Early stage CEOs: time to pull back or push ahead?


By: Pat LaPointe, Frontier Angels

After my last post, quite a few people asked if I was suggesting that ALL early stage companies should be pulling back in this uncertain time. 

No. Just ~90% of them.

The problem is that 90% of entrepreneurs think they’re in the other 10% who should push aggressively forward. Here's some thoughts to help you determine which strategy may be right for you.

First, some context… the biggest challenge to early stage companies dependent upon equity capital for survival is the enormous shift occurring in the dynamics of capital availability:

  • Due to simultaneous crashes of the stock market and the oil sector, most individual investors are scaling back their early stage investments to preserve cash until they have a clearer sense of the mid-to-long-term risks. There is less money in the angel capital world today than there was a month ago. Chances are there will be even less in a month.
  • Venture funds that are in the later stages of their deployment phase will be concentrating even more on companies who can exit fast since their horizon for returns is more limited. And they’ll be much more sensitized to each company’s potential need for more capital to get to exit, wondering if that capital will be available when needed.
  • Venture funds that are early in their deployment will more likely take a wait-and-see approach and only do deals where they can find really attractive valuations right in the sweet spot of their focus area.

On the whole, this will significantly disrupt the supply/demand relationship for capital for more than a few months. The people with capital will be a lot choosier in where and when they invest it. Fewer deals will get done at lower valuations and they’ll take longer to close. It’s sort of like playing musical chairs only the music is faint, you can’t tell how many chairs there actually are, and the number of contestants gets bigger each round, not smaller.

For the early stage CEO this means don’t run out of capital before your story is so compelling that you can ask for more and realistically expect to get it. In fact, you better reach that point at least 6 months before you run out of capital because you definitely do not want to have to negotiate for more capital when the investors know you’ll bottom out in a few months and will get increasingly desperate if they drag their feet.

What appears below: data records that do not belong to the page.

use super::*;

use std::{net::SocketAddr, time::Duration};

use futures_util::{SinkExt, StreamExt};
use tokio::net::TcpListener;
use tokio_tungstenite::{connect_async, tungstenite::Message as WsMessage};

use crate::infrastructure::{
    clock::SystemClock, settings::EngineSettings, telemetry::LogTelemetry,
};

pub(crate) type WsClient =
    tokio_tungstenite::WebSocketStream<tokio_tungstenite::MaybeTlsStream<tokio::net::TcpStream>>;

pub(crate) fn build_test_app(grace: Duration, allow_anonymous: bool) -> Arc<App> {
    let settings = EngineSettings {
        games_db: None,
        disconnect_grace: grace,
        allow_anonymous,
        ..EngineSettings::default()
    };
    Arc::new(App::new(
        settings,
        None,
        Arc::new(LogTelemetry::new()),
        Arc::new(SystemClock::new()),
    ))
}

pub(crate) async fn spawn_ws_server(app: Arc<App>) -> (SocketAddr, tokio::task::JoinHandle<()>) {
    let listener = TcpListener::bind("127.0.0.1:0").await.unwrap();
    let addr = listener.local_addr().unwrap();

    let router = axum::Router::new()
        .route("/ws", axum::routing::get(ws_handler))
        .with_state(app);

    let handle = tokio::spawn(async move {
        axum::serve(listener, router).await.unwrap();
    });

    (addr, handle)
}

pub(crate) async fn ws_connect(addr: SocketAddr, query: &str) -> WsClient {
    let url = format!("ws://{}/ws?{}", addr, query);
    let (ws, _resp) = connect_async(url).await.unwrap();
    ws
}

pub(crate) async fn ws_send_client(ws: &mut WsClient, msg: &ClientMessage) {
    let json = serde_json::to_string(msg).unwrap();
    ws_send_raw(ws, &json).await;
}

pub(crate) async fn ws_send_raw(ws: &mut WsClient, text: &str) {
    ws.send(WsMessage::Text(text.to_string())).await.unwrap();
}

pub(crate) async fn ws_recv_server(ws: &mut WsClient) -> ServerMessage {
    loop {
        let msg = ws.next().await.unwrap().unwrap();
        match msg {
            WsMessage::Text(text) => {
                return serde_json::from_str::<ServerMessage>(&text).unwrap();
            }
            WsMessage::Binary(bin) => {
                let text = String::from_utf8(bin).unwrap();
                return serde_json::from_str::<ServerMessage>(&text).unwrap();
            }
            _ => {}
        }
    }
}

pub(crate) async fn ws_expect_message<F>(
    ws: &mut WsClient,
    timeout: Duration,
    mut predicate: F,
) -> ServerMessage
where
    F: FnMut(&ServerMessage) -> bool,
{
    tokio::time::timeout(timeout, async {
        loop {
            let msg = ws_recv_server(ws).await;
            if predicate(&msg) {
                return msg;
            }
        }
    })
    .await
    .unwrap()
}

pub(crate) async fn ws_expect_no_message_matching<F>(
    ws: &mut WsClient,
    timeout: Duration,
    mut predicate: F,
) where
    F: FnMut(&ServerMessage) -> bool,
{
    let result = tokio::time::timeout(timeout, async {
        loop {
            let msg = ws_recv_server(ws).await;
            if predicate(&msg) {
                panic!("unexpected message: {:?}", msg);
            }
        }
    })
    .await;

    // We only succeed if we timed out without seeing a matching message.
    assert!(result.is_err());
}

/// Wait until the server closes the socket, returning every frame seen first.
pub(crate) async fn ws_expect_close(ws: &mut WsClient, timeout: Duration) -> Vec<ServerMessage> {
    tokio::time::timeout(timeout, async {
        let mut frames = Vec::new();
        while let Some(msg) = ws.next().await {
            match msg {
                Ok(WsMessage::Text(text)) => {
                    frames.push(serde_json::from_str::<ServerMessage>(&text).unwrap());
                }
                Ok(WsMessage::Close(_)) | Err(_) => break,
                Ok(_) => {}
            }
        }
        frames
    })
    .await
    .unwrap()
}

pub(crate) fn expect_update(msg: ServerMessage) -> fourinrow_shared::SessionSnapshot {
    match msg {
        ServerMessage::Update(snapshot) => snapshot,
        other => panic!("expected update, got {:?}", other),
    }
}

pub(crate) fn piece_count(snapshot: &fourinrow_shared::SessionSnapshot) -> usize {
    snapshot
        .board
        .iter()
        .flatten()
        .filter(|&&cell| cell != 0)
        .count()
}
use super::*;

async fn pvp_pair(addr: std::net::SocketAddr, session: &str) -> (WsClient, WsClient) {
    let mut alice = ws_connect(addr, &format!("player=alice&session={session}&mode=pvp")).await;
    let _ = ws_recv_server(&mut alice).await;
    let mut bob = ws_connect(addr, &format!("player=bob&session={session}&mode=pvp")).await;
    let _ = ws_recv_server(&mut bob).await;
    let _ = ws_recv_server(&mut alice).await;
    (alice, bob)
}

fn bob_connected(message: &ServerMessage, connected: bool) -> bool {
    matches!(
        message,
        ServerMessage::Update(s) if s.players.get("bob").is_some_and(|p| p.is_connected == connected)
    )
}

#[tokio::test]
async fn when_player_returns_within_grace_then_no_forfeit() {
    let (addr, server) = spawn_ws_server(build_test_app(Duration::from_millis(400), false)).await;
    let (mut alice, mut bob) = pvp_pair(addr, "flaky").await;

    bob.close(None).await.unwrap();
    ws_expect_message(&mut alice, RECV_TIMEOUT, |m| bob_connected(m, false)).await;

    let mut bob = ws_connect(addr, "player=bob&session=flaky&mode=pvp").await;
    let snapshot = expect_update(ws_recv_server(&mut bob).await);
    assert_eq!(snapshot.status, SessionStatus::Playing);
    ws_expect_message(&mut alice, RECV_TIMEOUT, |m| bob_connected(m, true)).await;

    ws_expect_no_message_matching(&mut alice, Duration::from_millis(700), |m| {
        matches!(m, ServerMessage::GameOver(_))
    })
    .await;

    server.abort();
}

#[tokio::test]
async fn when_player_stays_away_past_grace_then_opponent_wins_by_forfeit_once() {
    let (addr, server) = spawn_ws_server(build_test_app(Duration::from_millis(100), false)).await;
    let (mut alice, bob) = pvp_pair(addr, "walkout").await;

    drop(bob);

    match ws_expect_message(&mut alice, RECV_TIMEOUT, |m| {
        matches!(m, ServerMessage::GameOver(_))
    })
    .await
    {
        ServerMessage::GameOver(payload) => {
            assert_eq!(payload.winner, "alice");
            assert_eq!(payload.reason, Some(FinishReason::Forfeit));
        }
        _ => unreachable!(),
    }

    ws_expect_no_message_matching(&mut alice, Duration::from_millis(400), |m| {
        matches!(m, ServerMessage::GameOver(_))
    })
    .await;

    server.abort();
}

#[tokio::test]
async fn when_bot_game_player_leaves_past_grace_then_bot_wins() {
    let (addr, server) = spawn_ws_server(build_test_app(Duration::from_millis(100), false)).await;

    let mut ws = ws_connect(addr, "player=alice&session=solo").await;
    let _ = ws_recv_server(&mut ws).await;
    ws.close(None).await.unwrap();

    tokio::time::sleep(Duration::from_millis(300)).await;

    let mut ws = ws_connect(addr, "player=alice&session=solo").await;
    let snapshot = expect_update(ws_recv_server(&mut ws).await);
    assert_eq!(snapshot.status, SessionStatus::Finished);
    assert_eq!(snapshot.winner.as_deref(), Some("cpu"));

    server.abort();
}

#[tokio::test]
async fn when_same_identity_opens_a_second_tab_then_the_first_is_closed() {
    let (addr, server) = spawn_ws_server(build_test_app(Duration::from_millis(150), false)).await;

    let mut tab_a = ws_connect(addr, "player=alice&session=tabs").await;
    let _ = ws_recv_server(&mut tab_a).await;

    let mut tab_b = ws_connect(addr, "player=alice&session=tabs").await;
    let snapshot = expect_update(ws_recv_server(&mut tab_b).await);
    assert!(snapshot.players["alice"].is_connected);

    // The older tab is let go without marking alice away.
    ws_expect_close(&mut tab_a, RECV_TIMEOUT).await;
    ws_expect_no_message_matching(&mut tab_b, Duration::from_millis(400), |m| match m {
        ServerMessage::Update(s) => !s.players["alice"].is_connected,
        ServerMessage::GameOver(_) => true,
        ServerMessage::Error(_) => false,
    })
    .await;

    ws_send_client(&mut tab_b, &ClientMessage::Move { column: 0 }).await;
    let after_reply = expect_update(
        ws_expect_message(&mut tab_b, RECV_TIMEOUT, |m| {
            matches!(m, ServerMessage::Update(s) if piece_count(s) == 2)
        })
        .await,
    );
    assert_eq!(after_reply.status, SessionStatus::Playing);
    assert_eq!(after_reply.board[ROWS - 1][0], 1);

    server.abort();
}
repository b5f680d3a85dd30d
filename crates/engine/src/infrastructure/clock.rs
//! Clock implementations.

use crate::infrastructure::ports::ClockPort;
use chrono::{DateTime, Utc};

/// System clock - uses real time.
pub struct SystemClock;

impl SystemClock {
    pub fn new() -> Self {
        Self
    }
}

impl Default for SystemClock {
    fn default() -> Self {
        Self::new()
    }
}

impl ClockPort for SystemClock {
    fn now(&self) -> DateTime<Utc> {
        Utc::now()
    }
}

/// Fixed clock for testing.
#[cfg(test)]
pub struct FixedClock(pub DateTime<Utc>);

#[cfg(test)]
impl ClockPort for FixedClock {
    fn now(&self) -> DateTime<Utc> {
        self.0
    }
}
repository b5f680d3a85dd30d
//! Testability ports for injecting time.

use chrono::{DateTime, Utc};

// =============================================================================
// Testability Ports
// =============================================================================

#[cfg_attr(test, mockall::automock)]
pub trait ClockPort: Send + Sync {
    fn now(&self) -> DateTime<Utc>;
}
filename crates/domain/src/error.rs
//! Game error taxonomy.
//!
//! Every variant's display text is what the offending connection sees in its
//! `error` frame, so keep them short and player-readable.

use thiserror::Error;

#[derive(Debug, Error, Clone, PartialEq, Eq)]
pub enum GameError {
    /// The session is waiting for a second participant or already finished
    #[error("game is not active")]
    GameNotActive,

    /// Someone other than `current_turn` tried to move
    #[error("not your turn")]
    OutOfTurn,

    /// Column index outside `0..COLS`
    #[error("invalid column")]
    InvalidColumn,

    /// The column's top cell is occupied
    #[error("column full")]
    ColumnFull,

    /// A recognised frame whose payload does not fit; holds the frame type
    #[error("invalid {0} payload")]
    InvalidPayload(String),

    /// The opponent strategy was asked to move on a full board
    #[error("no valid moves")]
    NoValidMoves,

    /// Both seats are bound and the joining identity is neither of them
    #[error("session is full")]
    SessionFull,

    /// A participant key was seated twice
    #[error("participant already seated: {0}")]
    AlreadySeated(String),
}

impl GameError {
    pub fn invalid_payload(kind: impl Into<String>) -> Self {
        Self::InvalidPayload(kind.into())
    }

    /// Rule violations a player can trigger with a well-formed move.
    pub fn is_move_rejection(&self) -> bool {
        matches!(
            self,
            Self::GameNotActive | Self::OutOfTurn | Self::InvalidColumn | Self::ColumnFull
        )
    }
}
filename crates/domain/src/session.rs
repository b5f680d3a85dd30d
//! Session aggregate - one game between two participants.
//!
//! # Invariants
//!
//! - At most two participants, one per [`Side`]
//! - While `Playing`, `current_turn` names a seated participant
//! - Once `Finished`, `winner` is set and no move is accepted until `reset`
//! - Pieces are never removed except by `reset`

use std::fmt;

use chrono::{DateTime, Utc};
use serde::{Deserialize, Serialize};

use crate::board::{check_draw, check_win, Board, Side, COLS};
use crate::error::GameError;
use crate::ids::{ParticipantKey, SessionKey};

/// Key the automated opponent is seated under.
pub const AUTOMATED_OPPONENT_KEY: &str = "cpu";

/// Display name of the automated opponent.
pub const AUTOMATED_OPPONENT_NAME: &str = "Bot";

/// Sentinel recorded as winner when the board fills up.
pub const DRAW: &str = "draw";

#[derive(Debug, Clone, Copy, PartialEq, Eq, Serialize, Deserialize)]
#[serde(rename_all = "snake_case")]
pub enum SessionStatus {
    Waiting,
    Playing,
    Finished,
}

impl fmt::Display for SessionStatus {
    fn fmt(&self, f: &mut fmt::Formatter<'_>) -> fmt::Result {
        match self {
            Self::Waiting => write!(f, "waiting"),
            Self::Playing => write!(f, "playing"),
            Self::Finished => write!(f, "finished"),
        }
    }
}

/// Resolved result of a finished session.
#[derive(Debug, Clone, PartialEq, Eq)]
pub enum Winner {
    Participant(ParticipantKey),
    Draw,
}

impl Winner {
    /// Participant key, or the draw sentinel.
    pub fn as_str(&self) -> &str {
        match self {
            Self::Participant(key) => key.as_str(),
            Self::Draw => DRAW,
        }
    }
}

impl fmt::Display for Winner {
    fn fmt(&self, f: &mut fmt::Formatter<'_>) -> fmt::Result {
        f.write_str(self.as_str())
    }
}

/// Why a session finished.
#[derive(Debug, Clone, Copy, PartialEq, Eq, Serialize, Deserialize)]
#[serde(rename_all = "snake_case")]
pub enum FinishReason {
    /// Four in a line
    Connect,
    /// Board filled without a line
    Draw,
    /// A participant stayed disconnected past the grace period
    Forfeit,
}

impl fmt::Display for FinishReason {
    fn fmt(&self, f: &mut fmt::Formatter<'_>) -> fmt::Result {
        match self {
            Self::Connect => write!(f, "connect"),
            Self::Draw => write!(f, "draw"),
            Self::Forfeit => write!(f, "forfeit"),
        }
    }
}

/// One side of a session, human or automated.
///
/// The transport handle is not part of the participant; the engine keeps it
/// in a side table so it can never leak into a snapshot.
#[derive(Debug, Clone, PartialEq, Eq)]
pub struct Participant {
    id: ParticipantKey,
    username: String,
    side: Side,
    automated: bool,
    connected: bool,
}

impl Participant {
    pub fn id(&self) -> &ParticipantKey {
        &self.id
    }

    pub fn username(&self) -> &str {
        &self.username
    }

    pub fn side(&self) -> Side {
        self.side
    }

    pub fn is_automated(&self) -> bool {
        self.automated
    }

    pub fn is_connected(&self) -> bool {
        self.connected
    }
}

/// Result of a successfully applied move.
#[derive(Debug, Clone, Copy, PartialEq, Eq)]
pub struct MoveOutcome {
    pub row: usize,
    pub column: usize,
    pub side: Side,
    /// Set when this move ended the game
    pub finish: Option<FinishReason>,
}

#[derive(Debug, Clone)]
pub struct Session {
    id: SessionKey,
    board: Board,
    participants: Vec<Participant>,
    current_turn: Option<ParticipantKey>,
    status: SessionStatus,
    winner: Option<Winner>,
    finish_reason: Option<FinishReason>,
    created_at: DateTime<Utc>,
}

impl Session {
    /// An empty session waiting for participants.
    pub fn new(id: SessionKey, created_at: DateTime<Utc>) -> Self {
        Self {
            id,
            board: Board::new(),
            participants: Vec::with_capacity(2),
            current_turn: None,
            status: SessionStatus::Waiting,
            winner: None,
            finish_reason: None,
            created_at,
        }
    }

    /// A session with `human` on side one already paired against the
    /// automated opponent. The human moves first.
    pub fn against_automated(
        id: SessionKey,
        human: ParticipantKey,
        username: impl Into<String>,
        created_at: DateTime<Utc>,
    ) -> Result<Self, GameError> {
        let mut session = Self::new(id, created_at);
        session.seat(human, username, false)?;
        session.seat(
            ParticipantKey::new(AUTOMATED_OPPONENT_KEY),
            AUTOMATED_OPPONENT_NAME,
            true,
        )?;
        Ok(session)
    }

    // =========================================================================
    // Accessors
    // =========================================================================

    pub fn id(&self) -> &SessionKey {
        &self.id
    }

    pub fn board(&self) -> &Board {
        &self.board
    }

    /// Participants ordered by side.
    pub fn participants(&self) -> &[Participant] {
        &self.participants
    }

    pub fn participant(&self, key: &ParticipantKey) -> Option<&Participant> {
        self.participants.iter().find(|p| &p.id == key)
    }

    /// The other participant, if both seats are bound.
    pub fn opponent_of(&self, key: &ParticipantKey) -> Option<&Participant> {
        if self.participant(key).is_none() {
            return None;
        }
        self.participants.iter().find(|p| &p.id != key)
    }

    pub fn current_turn(&self) -> Option<&ParticipantKey> {
        self.current_turn.as_ref()
    }

    pub fn status(&self) -> SessionStatus {
        self.status
    }

    pub fn winner(&self) -> Option<&Winner> {
        self.winner.as_ref()
    }

    pub fn finish_reason(&self) -> Option<FinishReason> {
        self.finish_reason
    }

    pub fn created_at(&self) -> DateTime<Utc> {
        self.created_at
    }

    pub fn is_finished(&self) -> bool {
        self.status == SessionStatus::Finished
    }

    pub fn is_full(&self) -> bool {
        self.participants.len() == 2
    }

    /// The automated participant, when it holds the turn of a live game.
    pub fn automated_to_move(&self) -> Option<&Participant> {
        if self.status != SessionStatus::Playing {
            return None;
        }
        let key = self.current_turn.as_ref()?;
        self.participant(key).filter(|p| p.automated)
    }

    /// Side one always opens.
    pub fn starting_turn(&self) -> Option<&ParticipantKey> {
        self.participants
            .iter()
            .find(|p| p.side == Side::One)
            .map(|p| &p.id)
    }

    // =========================================================================
    // Seating and connectivity
    // =========================================================================

    /// Bind `key` to the next free side. Binding the second side starts the
    /// game with side one to move.
    pub fn seat(
        &mut self,
        key: ParticipantKey,
        username: impl Into<String>,
        automated: bool,
    ) -> Result<Side, GameError> {
        if self.participant(&key).is_some() {
            return Err(GameError::AlreadySeated(key.into_string()));
        }
        let side = match self.participants.first() {
            None => Side::One,
            Some(first) if !self.is_full() => first.side.opponent(),
            Some(_) => return Err(GameError::SessionFull),
        };

        self.participants.push(Participant {
            id: key,
            username: username.into(),
            side,
            automated,
            connected: true,
        });
        self.participants.sort_by_key(|p| p.side.color());

        if self.is_full() {
            self.start();
        }
        Ok(side)
    }

    /// Record a connectivity change. Returns false for unknown keys.
    pub fn set_connected(&mut self, key: &ParticipantKey, connected: bool) -> bool {
        match self.participants.iter_mut().find(|p| &p.id == key) {
            Some(participant) => {
                participant.connected = connected;
                true
            }
            None => false,
        }
    }

    // =========================================================================
    // Moves
    // =========================================================================

    /// Validate and apply `participant`'s move into `column`.
    ///
    /// Checks run in order: session is playing, it is the participant's turn,
    /// the column is on the board, the column has room. A rejected move
    /// leaves the session untouched.
    pub fn apply_move(
        &mut self,
        participant: &ParticipantKey,
        column: i64,
    ) -> Result<MoveOutcome, GameError> {
        if self.status != SessionStatus::Playing {
            return Err(GameError::GameNotActive);
        }
        if self.current_turn.as_ref() != Some(participant) {
            return Err(GameError::OutOfTurn);
        }
        let column = usize::try_from(column)
            .ok()
            .filter(|&col| col < COLS)
            .ok_or(GameError::InvalidColumn)?;
        let side = self
            .participant(participant)
            .map(|p| p.side)
            .ok_or(GameError::OutOfTurn)?;

        let row = self.board.drop_piece(column, side)?;

        let finish = if check_win(&self.board, row, column, side) {
            self.finish(Winner::Participant(participant.clone()), FinishReason::Connect);
            Some(FinishReason::Connect)
        } else if check_draw(&self.board) {
            self.finish(Winner::Draw, FinishReason::Draw);
            Some(FinishReason::Draw)
        } else {
            self.current_turn = self.opponent_of(participant).map(|p| p.id.clone());
            None
        };

        Ok(MoveOutcome {
            row,
            column,
            side,
            finish,
        })
    }

    /// End a live game in favour of `loser`'s opponent. Returns the winner's
    /// key, or `None` when the session was not playing.
    pub fn forfeit(&mut self, loser: &ParticipantKey) -> Option<ParticipantKey> {
        if self.status != SessionStatus::Playing {
            return None;
        }
        let winner = self.opponent_of(loser)?.id.clone();
        self.finish(Winner::Participant(winner.clone()), FinishReason::Forfeit);
        Some(winner)
    }

    /// Clear the board and restart from the original opening turn.
    pub fn reset(&mut self) -> Result<(), GameError> {
        if !self.is_full() {
            return Err(GameError::GameNotActive);
        }
        self.board = Board::new();
        self.start();
        Ok(())
    }

    fn start(&mut self) {
        self.status = SessionStatus::Playing;
        self.current_turn = self.starting_turn().cloned();
        self.winner = None;
        self.finish_reason = None;
    }

    fn finish(&mut self, winner: Winner, reason: FinishReason) {
        self.status = SessionStatus::Finished;
        self.winner = Some(winner);
        self.finish_reason = Some(reason);
    }
}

Against that backdrop, take a look at how much capital you have in your bank account. Subtract the bills that you must pay in the next 30 days, and then divide by your monthly cash burn rate. That will give you your estimated runway time to zero, measured in months.

The next important thing is to know the true value inflection points on your growth curve. What milestones will make your company materially less risky and more attractive to investors? Is it achieving the first 100 customers? 1000? Or is it getting the right results in your phase 1 pilot or clinical trial? Or is it $30k MRR? If you don’t have a good handle on this, ask some professional investors. You’ll likely get lots of different answers, but in gathering them you’ll better understand how the investor community is measuring risk/return in the current market environment. Yes, it’s frustrating I know, but we DO actually change both the goal-line and the yardsticks every so often as we adapt our portfolio strategies to more macro forces.

Now that you know what your milestone targets are, the question becomes can you hit them with the cash on hand and still have some reserves in the tank? This is the 90/10 question.

If you are doubtful that you can hit the milestones with current capital on hand, you’re in the 90%. You should hunker down and figure out how to survive longer on the cash you have available. Think about making some progress towards your milestones, but also about living long enough to see the proverbial sun come out again and see the capital markets flowing. More specifically, see my earlier post. Who knows, something may change the calculus and a door may somehow open while you’re waiting patiently and watching.

If you have a clear plan and strong evidence suggesting you can get to the key milestones and still have some cash left over, you may be in the 10%. Maybe you should go for it. But know that in choosing this path you are deciding to bet the company, and make damn sure you are not just drinking your own KoolAid, mistaking hope for judgment. Put your plan in writing. Identify the leading indicator metrics that will tell you if you're on the right path soonest. Get some outside expert advice on your plan. Identify the key risk factors. Review your mitigation strategies and contingencies with the most skeptical, pessimistic SOB you know. And be careful not to take on fights with forces far greater than you.

The world has far more case studies of companies who failed thinking they were in the 10% than of companies who chose the 90% path and regretted it later.

Only YOU know if you should ride out the storm or press ahead. Beyond all the planning and analysis, there's an "X" factor that no one can really explain. There’s no shame in deciding to ride it out, and no glory in watching your bank balance go to zero. It’s true that great companies are sometimes born in times of major disruption. But it’s more true that great companies are forged by weathering challenging times and emerging ready to pounce when the wind shifts to their back.

Good luck on whatever path you choose, and know that the investor community is rooting for you to succeed, either way.